新教倫理與資本主義精神 第1章 導論 (1)
    任何一個浸淫於歐洲近代文明的人,在研究那些現代歷史的問題時,都不免會撫躬自問:那些僅在西方文明中顯現出來的典型的文化現象——就像我們所認為的那樣。產生於具有普遍意義和價值的發展中的現象,究竟是哪些事件的合力作用所產生的結果呢?

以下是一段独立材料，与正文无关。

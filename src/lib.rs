//! Code Collector - gather a source tree into a single document
//!
//! Code Collector walks a directory, decides per path whether it is collected
//! using an extension allow-list plus gitignore-style rules, reads the
//! collected files concurrently and produces the directory tree together with
//! the file contents.
//!
//! # Core Features
//!
//! - **Ignore rules**: global patterns from configuration and `.gitignore`
//!   files at any depth, matched against every sub-path of a file
//! - **Glob translation**: `*`, `?` and the `**` directory wildcard turned into
//!   anchored regular expressions
//! - **Concurrent reads**: one walk, a bounded worker pool, partial results
//!   kept when the walk fails
//! - **Exports**: JSON, plain text and Markdown
//!
//! # Example Usage
//!
//! ```rust,no_run
//! use codecollector::{CodeCollector, GlobalRuleSet};
//! use std::path::Path;
//!
//! let collector = CodeCollector::new(
//!     vec![".rs".to_string()],
//!     GlobalRuleSet::from_patterns(["target"]),
//!     0,
//! );
//! let collection = collector.collect(Path::new("./my-project"))?;
//!
//! println!("{}", collection.result.tree);
//! for file in &collection.result.files {
//!     println!("{} ({} bytes)", file.relative_path, file.content.len());
//! }
//! # Ok::<(), Box<dyn std::error::Error>>(())
//! ```

pub mod cli;
pub mod collect;
pub mod config;
pub mod core;
pub mod export;
pub mod ignore;
pub mod repo;

// Re-export commonly used types
pub use crate::core::{
    error::{CollectorError, Result},
    types::{FileRecord, IgnoreRule, TraversalResult},
};

pub use collect::{CodeCollector, Collection};
pub use config::CollectorConfig;
pub use export::OutputFormat;
pub use ignore::{GlobalRuleSet, IgnoreRuleSet, InclusionPolicy};

/// Version of the crate
pub const VERSION: &str = env!("CARGO_PKG_VERSION");
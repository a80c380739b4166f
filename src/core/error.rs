//! Error types for Code Collector

use std::path::PathBuf;
use thiserror::Error;

/// Main error type for collection operations
#[derive(Error, Debug)]
pub enum CollectorError {
    /// A single ignore pattern could not be turned into a matcher
    #[error("Invalid pattern {pattern}: {reason}")]
    Pattern { pattern: String, reason: String },

    /// A single file could not be read
    #[error("Failed to read {path}: {source}")]
    FileRead {
        path: PathBuf,
        #[source]
        source: std::io::Error,
    },

    /// A directory could not be enumerated; fatal to a collection run
    #[error("Failed to walk {}: {}", display_walk_path(.path), .message)]
    Walk {
        path: Option<PathBuf>,
        message: String,
    },

    /// A path could not be expressed relative to the traversal root
    #[error("Path {path} is not under root {root}")]
    PathResolution { path: PathBuf, root: PathBuf },

    /// Configuration errors
    #[error("Configuration error: {reason}")]
    Config { reason: String },

    /// Repository fetch errors
    #[error("Failed to clone {url}: {reason}")]
    Clone { url: String, reason: String },

    #[error("Unsupported output format: {format}")]
    UnsupportedFormat { format: String },

    #[error("Failed to build worker pool: {0}")]
    ThreadPool(#[from] rayon::ThreadPoolBuildError),

    /// I/O errors
    #[error("I/O error: {0}")]
    Io(#[from] std::io::Error),

    #[error("JSON serialization error: {0}")]
    Json(#[from] serde_json::Error),

    #[error("YAML parsing error: {0}")]
    Yaml(#[from] serde_yaml::Error),
}

impl CollectorError {
    /// Create a new pattern error
    pub fn pattern(pattern: impl Into<String>, reason: impl Into<String>) -> Self {
        Self::Pattern {
            pattern: pattern.into(),
            reason: reason.into(),
        }
    }

    /// Create a new file read error
    pub fn file_read(path: PathBuf, source: std::io::Error) -> Self {
        Self::FileRead { path, source }
    }

    /// Create a new walk error
    pub fn walk(path: Option<PathBuf>, message: impl Into<String>) -> Self {
        Self::Walk {
            path,
            message: message.into(),
        }
    }

    /// Create a new path resolution error
    pub fn path_resolution(path: PathBuf, root: PathBuf) -> Self {
        Self::PathResolution { path, root }
    }

    /// Create a new configuration error
    pub fn config(reason: impl Into<String>) -> Self {
        Self::Config {
            reason: reason.into(),
        }
    }

    /// Create a new clone error
    pub fn clone_failed(url: impl Into<String>, reason: impl Into<String>) -> Self {
        Self::Clone {
            url: url.into(),
            reason: reason.into(),
        }
    }

    /// Whether this error aborts a collection run
    pub fn is_fatal(&self) -> bool {
        matches!(self, Self::Walk { .. })
    }
}

impl From<walkdir::Error> for CollectorError {
    fn from(err: walkdir::Error) -> Self {
        let path = err.path().map(|p| p.to_path_buf());
        let message = match err.io_error() {
            Some(io) => io.to_string(),
            None => err.to_string(),
        };
        Self::Walk { path, message }
    }
}

fn display_walk_path(path: &Option<PathBuf>) -> String {
    match path {
        Some(path) => path.display().to_string(),
        None => "<unknown>".to_string(),
    }
}

/// Result type alias for collection operations
pub type Result<T> = std::result::Result<T, CollectorError>;
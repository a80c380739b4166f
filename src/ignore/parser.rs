//! .gitignore file parser

use crate::core::error::{CollectorError, Result};
use crate::core::types::IgnoreRule;
use std::fs;
use std::path::Path;

/// Name of the per-directory rule file
pub const GITIGNORE_FILE_NAME: &str = ".gitignore";

/// Parse .gitignore content into rules, keeping declaration order
///
/// Lines are trimmed; blank lines and lines starting with `#` are skipped.
/// Everything else is taken verbatim as a pattern.
pub fn parse_content(content: &str, source: &str) -> Vec<IgnoreRule> {
    content
        .lines()
        .map(str::trim)
        .filter(|line| !line.is_empty() && !line.starts_with('#'))
        .map(|line| IgnoreRule::new(line, source))
        .collect()
}

/// Read and parse a .gitignore file
pub fn parse_file(path: &Path) -> Result<Vec<IgnoreRule>> {
    let content =
        fs::read_to_string(path).map_err(|e| CollectorError::file_read(path.to_path_buf(), e))?;
    Ok(parse_content(&content, &path.to_string_lossy()))
}

/// Parse the .gitignore in `dir`, if there is one
pub fn parse_directory(dir: &Path) -> Result<Option<Vec<IgnoreRule>>> {
    let gitignore = dir.join(GITIGNORE_FILE_NAME);
    if !gitignore.is_file() {
        return Ok(None);
    }
    parse_file(&gitignore).map(Some)
}

#[cfg(test)]
mod tests {
    use super::*;
    use pretty_assertions::assert_eq;
    use tempfile::TempDir;

    #[test]
    fn test_parse_basic_patterns() {
        let content = r#"
# Comments are ignored
*.tmp
   build/
node_modules

  # indented comment
"#;

        let rules = parse_content(content, "/repo/.gitignore");
        let patterns: Vec<&str> = rules.iter().map(|r| r.pattern.as_str()).collect();

        assert_eq!(patterns, vec!["*.tmp", "build/", "node_modules"]);
        assert!(rules.iter().all(|r| r.source == "/repo/.gitignore"));
    }

    #[test]
    fn test_crlf_line_endings() {
        let rules = parse_content("a.txt\r\nb.txt\r\n", ".gitignore");
        let patterns: Vec<&str> = rules.iter().map(|r| r.pattern.as_str()).collect();
        assert_eq!(patterns, vec!["a.txt", "b.txt"]);
    }

    #[test]
    fn test_negation_is_a_plain_pattern() {
        let rules = parse_content("!keep.log\n", ".gitignore");
        assert_eq!(rules[0].pattern, "!keep.log");
    }

    #[test]
    fn test_from_file() -> Result<()> {
        let temp_dir = TempDir::new()?;
        let gitignore = temp_dir.path().join(GITIGNORE_FILE_NAME);
        fs::write(&gitignore, "*.tmp\nbuild/\n")?;

        let rules = parse_file(&gitignore)?;
        assert_eq!(rules.len(), 2);
        assert_eq!(rules[0].source, gitignore.to_string_lossy());

        Ok(())
    }

    #[test]
    fn test_parse_directory_without_gitignore() -> Result<()> {
        let temp_dir = TempDir::new()?;
        assert!(parse_directory(temp_dir.path())?.is_none());

        fs::write(temp_dir.path().join(GITIGNORE_FILE_NAME), "# only a comment\n")?;
        assert_eq!(parse_directory(temp_dir.path())?, Some(Vec::new()));

        Ok(())
    }

    #[test]
    fn test_missing_file_is_read_error() {
        let err = parse_file(Path::new("/definitely/not/here/.gitignore")).unwrap_err();
        assert!(matches!(err, CollectorError::FileRead { .. }));
    }
}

    科學也只有在西方才能經歷這樣一個發展時期,使得當代的人們一致公認它的合法性與有效性。而知識經驗的總結、對無限宇宙和生命存在的思索,以及對高深的哲學和神秘的神學敏銳的洞見,都未包括在科學的範疇之內。(一項成熟神學的發展總要歸功於希臘文化下的基督教的影響,而伊斯蘭教與幾個印度教派中都不存在這樣成熟的神學)。簡而言之,堪稱精髓的知識和觀察在別的地區也都存在,特別是印度、中國、巴比倫和埃及這幾個國家;然而,埃及或別的什麼地方的天文學並不具有古希臘人所獲得的那種數學基礎(這也令這些地區的天文學更為發達);印度的幾何學甚至根本沒有推理的證明,而這正是希臘文明的另一種產物,現代力學與物理學的發展也源於此:雖然印度的自然科學長於實物觀察,卻缺乏實證的的方法——若避開遠古時代的源頭不談,這種實證論就如同近代的實驗室一般,差不多都是文藝復興時代的產品;因此醫學(特別是印度的)雖然在實踐經驗豐富,可並沒有形成系統的生物學特別是生化學。一種理性的化學,除了西方,其他任何地區都未見其蹤影。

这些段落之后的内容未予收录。